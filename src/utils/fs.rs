//! File system utilities.

use crate::Result;
use std::path::{Path, PathBuf};

/// Supported video file extensions (lowercase, without dot).
pub const VIDEO_EXTENSIONS: &[&str] = &[
    "mkv", "mp4", "avi", "webm", "flv", "m4v", "ts", "mov", "wmv", "mpg", "mpeg",
];

/// Check if a path exists and is a directory.
pub fn ensure_directory(path: &Path) -> Result<()> {
    if !path.exists() {
        return Err(crate::Error::PathNotFound(path.display().to_string()));
    }
    if !path.is_dir() {
        return Err(crate::Error::NotADirectory(path.display().to_string()));
    }
    Ok(())
}

/// Get file extension in lowercase.
pub fn get_extension(path: &Path) -> Option<String> {
    path.extension()
        .and_then(|e| e.to_str())
        .map(|e| e.to_lowercase())
}

/// Check if a file is a video file based on extension, ignoring case.
pub fn is_video_file(path: &Path) -> bool {
    get_extension(path)
        .map(|ext| VIDEO_EXTENSIONS.contains(&ext.as_str()))
        .unwrap_or(false)
}

/// File name as an owned string.
pub fn file_name_string(path: &Path) -> String {
    path.file_name()
        .map(|n| n.to_string_lossy().to_string())
        .unwrap_or_default()
}

/// Canonical form of a library root.
///
/// Falls back to the path as given when it cannot be resolved, e.g. for an
/// unmounted drive.
pub fn canonical_root(path: &Path) -> PathBuf {
    std::fs::canonicalize(path).unwrap_or_else(|_| path.to_path_buf())
}

/// Immediate subdirectories of `root`, sorted. Read errors yield an empty list.
pub fn child_directories(root: &Path) -> Vec<PathBuf> {
    let entries = match std::fs::read_dir(root) {
        Ok(entries) => entries,
        Err(e) => {
            tracing::warn!("Cannot read {}: {}", root.display(), e);
            return Vec::new();
        }
    };

    let mut dirs: Vec<PathBuf> = entries
        .filter_map(|e| e.ok())
        .map(|e| e.path())
        .filter(|p| p.is_dir())
        .collect();
    dirs.sort();
    dirs
}
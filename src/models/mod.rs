//! Data models shared by the scanner, the catalog and the engines.

pub mod catalog;
pub mod config;
pub mod probe;
pub mod report;
pub mod scan;
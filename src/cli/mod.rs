//! Command line interface.

pub mod args;
pub mod commands;
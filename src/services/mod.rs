//! External services used by the catalog.

pub mod ffprobe;
pub mod prober;

pub use ffprobe::FfprobeProber;
pub use prober::MediaProber;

══════

- _Exercise objective_: All the entries should be output exactly as given.

- _Exercise answer_:
filename src/utils/fs.rs
//! File system utilities.

use crate::Result;
use std::path::{Path, PathBuf};

/// Supported video file extensions (lowercase, without dot).
pub const VIDEO_EXTENSIONS: &[&str] = &[
    "mkv", "mp4", "avi", "webm", "flv", "m4v", "ts", "mov", "wmv", "mpg", "mpeg",
];

/// Check if a path exists and is a directory.
pub fn ensure_directory(path: &Path) -> Result<()> {
    if !path.exists() {
        return Err(crate::Error::PathNotFound(path.display().to_string()));
    }
    if !path.is_dir() {
        return Err(crate::Error::NotADirectory(path.display().to_string()));
    }
    Ok(())
}

/// Get file extension in lowercase.
pub fn get_extension(path: &Path) -> Option<String> {
    path.extension()
        .and_then(|e| e.to_str())
        .map(|e| e.to_lowercase())
}

/// Check if a file is a video file based on extension, ignoring case.
pub fn is_video_file(path: &Path) -> bool {
    get_extension(path)
        .map(|ext| VIDEO_EXTENSIONS.contains(&ext.as_str()))
        .unwrap_or(false)
}

/// File name as an owned string.
pub fn file_name_string(path: &Path) -> String {
    path.file_name()
        .map(|n| n.to_string_lossy().to_string())
        .unwrap_or_default()
}

/// Canonical form of a library root.
///
/// Falls back to the path as given when it cannot be resolved, e.g. for an
/// unmounted drive.
pub fn canonical_root(path: &Path) -> PathBuf {
    std::fs::canonicalize(path).unwrap_or_else(|_| path.to_path_buf())
}

/// Immediate subdirectories of `root`, sorted. Read errors yield an empty list.
pub fn child_directories(root: &Path) -> Vec<PathBuf> {
    let entries = match std::fs::read_dir(root) {
        Ok(entries) => entries,
        Err(e) => {
            tracing::warn!("Cannot read {}: {}", root.display(), e);
            return Vec::new();
        }
    };

    let mut dirs: Vec<PathBuf> = entries
        .filter_map(|e| e.ok())
        .map(|e| e.path())
        .filter(|p| p.is_dir())
        .collect();
    dirs.sort();
    dirs
}
filename src/models/mod.rs
//! Data models shared by the scanner, the catalog and the engines.

pub mod catalog;
pub mod config;
pub mod probe;
pub mod report;
pub mod scan;
filename src/cli/mod.rs
//! Command line interface.

pub mod args;
pub mod commands;
filename src/services/mod.rs
//! External services used by the catalog.

pub mod ffprobe;
pub mod prober;

pub use ffprobe::FfprobeProber;
pub use prober::MediaProber;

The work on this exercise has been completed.